Aim of the task
Pick every line with "FieldSpecs" from the material below.

--------------------------------------------------

//! Record assembly: run every field spec over one document and build a
//! complete [`CourseRecord`] with provenance.

use super::config::{DetailSelectors, PhraseConfig};
use super::error::ParsingResult;
use super::field_resolution::{resolve, Candidate, Document, FieldResolution, FieldSpec, Provenance};
use super::field_specs::FieldSpecs;
use super::structured_data::{extract_course_metadata, CourseMetadata};
use super::text::truncate_chars;
use crate::domain::course::{CourseRecord, Field};
use std::collections::BTreeMap;
use tracing::debug;

/// Label reported when a field falls back to embedded metadata
pub const STRUCTURED_DATA_LABEL: &str = "structured_data";

/// A record plus everything needed to explain how it was built
#[derive(Debug, Clone)]
pub struct AssembledRecord {
    pub record: CourseRecord,
    pub resolutions: Vec<FieldResolution>,
    pub metadata: CourseMetadata,
}

impl AssembledRecord {
    pub fn provenance(&self) -> Vec<Provenance> {
        self.resolutions.iter().map(FieldResolution::provenance).collect()
    }

    pub fn resolution(&self, field: Field) -> Option<&FieldResolution> {
        self.resolutions.iter().find(|r| r.field == field)
    }
}

/// Stateless per document; safe to share across tasks
#[derive(Debug, Clone)]
pub struct RecordAssembler {
    specs: FieldSpecs,
    max_cell_len: usize,
}

impl RecordAssembler {
    pub fn new(specs: FieldSpecs, max_cell_len: usize) -> Self {
        Self { specs, max_cell_len }
    }

    pub fn from_config(
        detail: &DetailSelectors,
        phrases: &PhraseConfig,
        default_provider: &str,
        max_cell_len: usize,
    ) -> ParsingResult<Self> {
        Ok(Self::new(FieldSpecs::build(detail, phrases, default_provider)?, max_cell_len))
    }

    pub fn specs(&self) -> &FieldSpecs {
        &self.specs
    }

    /// Parse and assemble in one step
    pub fn assemble(&self, source_url: &str, html: &str) -> AssembledRecord {
        self.assemble_document(source_url, &Document::parse(html))
    }

    pub fn assemble_document(&self, source_url: &str, document: &Document) -> AssembledRecord {
        let metadata = extract_course_metadata(document.html());
        let mut resolutions = Vec::with_capacity(Field::ALL.len());

        for spec in self.specs.iter() {
            let mut resolution = resolve(spec, document);
            if resolution.is_sentinel() {
                if let Some(baseline) = baseline_value(&metadata, spec.field) {
                    overlay_baseline(spec, &mut resolution, &baseline);
                }
            }
            debug!(
                url = source_url,
                field = %spec.field,
                winner = resolution.winner.as_deref().unwrap_or("<sentinel>"),
                "field resolved"
            );
            resolutions.push(resolution);
        }

        let values: BTreeMap<Field, String> = resolutions
            .iter()
            .map(|r| (r.field, truncate_chars(&r.value, self.max_cell_len)))
            .collect();

        AssembledRecord {
            record: build_record(source_url, &values, self.max_cell_len),
            resolutions,
            metadata,
        }
    }
}

/// Embedded metadata as raw text for a field, when the metadata covers it
fn baseline_value(metadata: &CourseMetadata, field: Field) -> Option<String> {
    match field {
        Field::Title => metadata.title.clone(),
        Field::Description => metadata.description.clone(),
        Field::Provider => metadata.provider.clone(),
        Field::Rating => metadata.rating.map(|r| r.to_string()),
        Field::Duration => metadata.duration.clone(),
        Field::Registrations => metadata.registrations.map(|n| n.to_string()),
        Field::Skills if !metadata.skills.is_empty() => Some(metadata.skills.join("; ")),
        _ => None,
    }
}

/// Baseline values pass the same filter and normalizer as located text
fn overlay_baseline(spec: &FieldSpec, resolution: &mut FieldResolution, baseline: &str) {
    let accepted = (spec.filter)(baseline);
    let value = accepted
        .as_deref()
        .map(|a| (spec.normalizer)(a))
        .filter(|v| !v.trim().is_empty());

    resolution.candidates.push(Candidate {
        label: STRUCTURED_DATA_LABEL.to_string(),
        raw: Some(baseline.to_string()),
        accepted: accepted.filter(|_| value.is_some()),
        score: None,
        hits: 1,
    });
    if let Some(value) = value {
        resolution.value = value;
        resolution.winner = Some(STRUCTURED_DATA_LABEL.to_string());
    }
}

fn build_record(source_url: &str, values: &BTreeMap<Field, String>, max_cell_len: usize) -> CourseRecord {
    let text = |field: Field| values.get(&field).cloned().unwrap_or_default();
    CourseRecord {
        source_url: truncate_chars(source_url, max_cell_len),
        title: text(Field::Title),
        category: text(Field::Category),
        subcategory: text(Field::Subcategory),
        rating: coerce_number::<f64>(&text(Field::Rating)).filter(|r| (0.0..=5.0).contains(r)),
        language: text(Field::Language),
        duration: text(Field::Duration),
        module_count: coerce_number(&text(Field::ModuleCount)),
        skills: text(Field::Skills),
        description: text(Field::Description),
        prerequisite_level: text(Field::PrerequisiteLevel),
        registrations: coerce_number(&text(Field::Registrations)),
        content_outline: text(Field::ContentOutline),
        provider: text(Field::Provider),
    }
}

/// Invalid, empty or sentinel text coerces to `None`
fn coerce_number<T: std::str::FromStr>(text: &str) -> Option<T> {
    text.trim().replace(',', "").parse().ok()
}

--------------------------------------------------

Result of the task
use super::field_specs::FieldSpecs;
    specs: FieldSpecs,
    pub fn new(specs: FieldSpecs, max_cell_len: usize) -> Self {
        Ok(Self::new(FieldSpecs::build(detail, phrases, default_provider)?, max_cell_len))
    pub fn specs(&self) -> &FieldSpecs {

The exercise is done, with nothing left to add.